*** SUPPLIED DATA ***

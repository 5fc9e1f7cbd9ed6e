use chrono::{DateTime, Utc};
use rust_decimal::Decimal;
use sea_orm::entity::prelude::*;
use serde::{Deserialize, Serialize};
use uuid::Uuid;

/// One billed line on a service invoice, either labor or a part.
#[derive(Clone, Debug, PartialEq, DeriveEntityModel, Serialize, Deserialize)]
#[sea_orm(table_name = "invoice_items")]
pub struct Model {
    #[sea_orm(primary_key, auto_increment = false)]
    pub id: Uuid,
    pub invoice_id: Uuid,
    /// "labor" or "part".
    pub item_type: String,
    pub description: String,
    pub quantity: i32,
    pub unit_price: Decimal,
    pub total: Decimal,
    pub created_at: DateTime<Utc>,
}

#[derive(Copy, Clone, Debug, EnumIter, DeriveRelation)]
pub enum Relation {
    #[sea_orm(
        belongs_to = "super::service_invoice::Entity",
        from = "Column::InvoiceId",
        to = "super::service_invoice::Column::Id"
    )]
    Invoice,
}

impl Related<super::service_invoice::Entity> for Entity {
    fn to() -> RelationDef {
        Relation::Invoice.def()
    }
}

impl ActiveModelBehavior for ActiveModel {}

#[derive(Debug, Clone, Copy, PartialEq, Eq, strum::Display, strum::EnumString)]
#[strum(serialize_all = "snake_case")]
pub enum InvoiceItemType {
    Labor,
    Part,
}
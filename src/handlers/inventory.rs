use axum::{
    extract::{Path, Query, State},
    response::IntoResponse,
    routing::{get, post},
    Json, Router,
};
use serde::Deserialize;
use std::str::FromStr;
use uuid::Uuid;

use crate::{
    auth::ActorContext,
    entities::inventory_movement::ReferenceType,
    errors::ServiceError,
    handlers::common::{success_response, PaginatedResponse, PaginationParams},
    AppState,
};

#[derive(Debug, Deserialize)]
pub struct AdjustStockRequest {
    /// Signed delta; negative debits stock.
    pub delta: i32,
    /// One of "requisition", "requisition_return", "adjustment", "sale".
    pub reference_type: String,
    pub reference_id: Uuid,
    pub reason: Option<String>,
}

async fn list_products(
    State(state): State<AppState>,
    actor: ActorContext,
    Query(pagination): Query<PaginationParams>,
) -> Result<impl IntoResponse, ServiceError> {
    let (page, per_page) = pagination.clamped(state.config.api_max_page_size as u64);
    let (products, total) = state
        .services
        .inventory
        .list_products(&actor, page, per_page)
        .await?;
    Ok(success_response(PaginatedResponse::new(
        products, page, per_page, total,
    )))
}

async fn get_product(
    State(state): State<AppState>,
    actor: ActorContext,
    Path(product_id): Path<Uuid>,
) -> Result<impl IntoResponse, ServiceError> {
    let product = state
        .services
        .inventory
        .get_product(&actor, product_id)
        .await?;
    Ok(success_response(product))
}

async fn adjust_stock(
    State(state): State<AppState>,
    actor: ActorContext,
    Path(product_id): Path<Uuid>,
    Json(payload): Json<AdjustStockRequest>,
) -> Result<impl IntoResponse, ServiceError> {
    let reference_type = ReferenceType::from_str(&payload.reference_type).map_err(|_| {
        ServiceError::ValidationError(format!(
            "unknown reference_type {}",
            payload.reference_type
        ))
    })?;
    let movement = state
        .services
        .inventory
        .adjust_stock(
            &actor,
            product_id,
            payload.delta,
            reference_type,
            payload.reference_id,
            payload.reason,
        )
        .await?;
    Ok(success_response(movement))
}

async fn list_movements(
    State(state): State<AppState>,
    actor: ActorContext,
    Path(product_id): Path<Uuid>,
    Query(pagination): Query<PaginationParams>,
) -> Result<impl IntoResponse, ServiceError> {
    let (page, per_page) = pagination.clamped(state.config.api_max_page_size as u64);
    let (movements, total) = state
        .services
        .inventory
        .list_movements(&actor, product_id, page, per_page)
        .await?;
    Ok(success_response(PaginatedResponse::new(
        movements, page, per_page, total,
    )))
}

pub fn inventory_routes() -> Router<AppState> {
    Router::new()
        .route("/", get(list_products))
        .route("/:id", get(get_product))
        .route("/:id/adjust", post(adjust_stock))
        .route("/:id/movements", get(list_movements))
}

*** End of SUPPLIED DATA ***

[WHAT THE EXERCISE ASKS] The lines that mention the word "Copy" should be pulled from the records above.

[RESPONSE TO THIS TASK]
#[derive(Copy, Clone, Debug, EnumIter, DeriveRelation)]
#[derive(Debug, Clone, Copy, PartialEq, Eq, strum::Display, strum::EnumString)]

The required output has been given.